Michael Doolan
Lobrom, Big torchic, Morphed
(2005)
Lobrom - 30.0 x 30.0 x 14.0, Big torchic - 40.0 x 15.0 x 15.0, Morphed - 26.0 x 29.0 x 41.0
ceramic with platinum lustre
purchased 2006
reproduced courtesy of the artist
Three weird little guys made from what looks like liquid metal adorn a gallery plinth. Inspired by the world of toys artist Michael Doolan enacts a perverse reversal where the cheap and disposable child’s toy is transformed into a precious and permanent sculptural object. Doolan constructs his bizarre creatures using traditional hand building techniques and each object is then fired up to one dozen times to produce its transformative platinum-lustred surface. This surface carries the associations of top end consumer goods, the recent craze for stainless steel appliances for example.
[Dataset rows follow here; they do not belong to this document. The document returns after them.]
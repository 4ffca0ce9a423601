//! `#[<id>]` markers for references to identifiers not yet defined anywhere
//! in the file set.
//!
//! A definition is any `"id": "<id>"` pair in any file. Markers are plain
//! text so they survive edits that never parse the surrounding JSON.

use std::collections::BTreeSet;

const MARKER_OPEN: &str = "#[";
const MARKER_CLOSE: char = ']';

fn is_id_char(c: char) -> bool {
    c.is_ascii_alphanumeric() || c == '_' || c == '-'
}

fn is_id(text: &str) -> bool {
    !text.is_empty() && text.chars().all(is_id_char)
}

#[derive(Debug, Clone, PartialEq, Eq)]
pub struct PendingReference {
    pub id: String,
    /// Span of the whole marker, `#[` through `]`.
    pub start: usize,
    pub end: usize,
}

pub fn find_pending_references(content: &str) -> Vec<PendingReference> {
    let mut found = Vec::new();
    let mut cursor = 0;
    while let Some(rel) = content[cursor..].find(MARKER_OPEN) {
        let start = cursor + rel;
        let id_start = start + MARKER_OPEN.len();
        let id_len = content[id_start..]
            .find(|c: char| !is_id_char(c))
            .unwrap_or(content.len() - id_start);
        let id_end = id_start + id_len;
        if id_len > 0 && content[id_end..].starts_with(MARKER_CLOSE) {
            found.push(PendingReference {
                id: content[id_start..id_end].to_string(),
                start,
                end: id_end + 1,
            });
            cursor = id_end + 1;
        } else {
            cursor = id_start;
        }
    }
    found
}

/// Byte spans of the string values of `"<field>": "<value>"` pairs.
fn string_values<'a>(content: &'a str, field: &'a str) -> impl Iterator<Item = (usize, usize)> + 'a {
    let key = format!("\"{field}\"");
    let mut cursor = 0;
    std::iter::from_fn(move || loop {
        let rel = content[cursor..].find(&key)?;
        let after_key = cursor + rel + key.len();
        cursor = after_key;

        let rest = &content[after_key..];
        let trimmed = rest.trim_start();
        let Some(after_colon) = trimmed.strip_prefix(':') else {
            continue;
        };
        let value = after_colon.trim_start();
        let Some(body) = value.strip_prefix('"') else {
            continue;
        };
        let Some(len) = body.find('"') else {
            continue;
        };
        let start = content.len() - body.len();
        cursor = start + len + 1;
        return Some((start, start + len));
    })
}

/// Every identifier defined by an `"id": "<id>"` pair in `files`.
pub fn collect_defined_ids<'a, I>(files: I) -> BTreeSet<String>
where
    I: IntoIterator<Item = &'a str>,
{
    files
        .into_iter()
        .flat_map(|content| string_values(content, "id").map(move |(s, e)| content[s..e].to_string()))
        .filter(|id| is_id(id))
        .collect()
}

/// Strip markers whose identifier is now defined. Returns the new content
/// and the identifiers that were resolved.
pub fn resolve_pending_references(content: &str, defined: &BTreeSet<String>) -> (String, Vec<String>) {
    let mut out = String::with_capacity(content.len());
    let mut resolved = Vec::new();
    let mut cursor = 0;
    for marker in find_pending_references(content) {
        if !defined.contains(&marker.id) {
            continue;
        }
        out.push_str(&content[cursor..marker.start]);
        out.push_str(&marker.id);
        cursor = marker.end;
        resolved.push(marker.id);
    }
    out.push_str(&content[cursor..]);
    if !resolved.is_empty() {
        log::debug!("resolved {} pending reference(s)", resolved.len());
    }
    (out, resolved)
}

/// Wrap undefined identifiers in the string values of `fields` as pending.
pub fn mark_pending_references(content: &str, fields: &[&str], defined: &BTreeSet<String>) -> String {
    let mut spans: Vec<(usize, usize)> = fields
        .iter()
        .flat_map(|field| string_values(content, field))
        .filter(|&(s, e)| is_id(&content[s..e]) && !defined.contains(&content[s..e]))
        .collect();
    spans.sort_unstable();
    spans.dedup();

    let mut out = String::with_capacity(content.len());
    let mut cursor = 0;
    for (start, end) in spans {
        out.push_str(&content[cursor..start]);
        out.push_str(MARKER_OPEN);
        out.push_str(&content[start..end]);
        out.push(MARKER_CLOSE);
        cursor = end;
    }
    out.push_str(&content[cursor..]);
    out
}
Their highly reflective faux liquid surfaces also prevent the objects from assuming fixed identities; like the Terminator’s liquid man, they appear to be in a constant state of transformation.
Comparisons have frequently been made between the sculptures of Michael Doolan and Jeff Koons, specifically with Koons’ calling card 1986 stainless steel Rabbit. Rather than emulating the seamless perfection of assembly line commodity production, Doolan cultivates the quirky, personalized appearance of his figures. Visible seams and impression marks of molding instruments reveal the traces of hand modeling.
For Doolan the shiny surfaces also implicate the viewer in the work. As the viewer gets close they catch themselves in the reflective figures. Doolan refuses to give the figures facial characteristics demanding that it is in fact the viewer’s reflection that he is most interested in capturing. The viewer is caught up in the gaze of the figure, entangled in the narcissistic, and often absurd, cycle of consumption.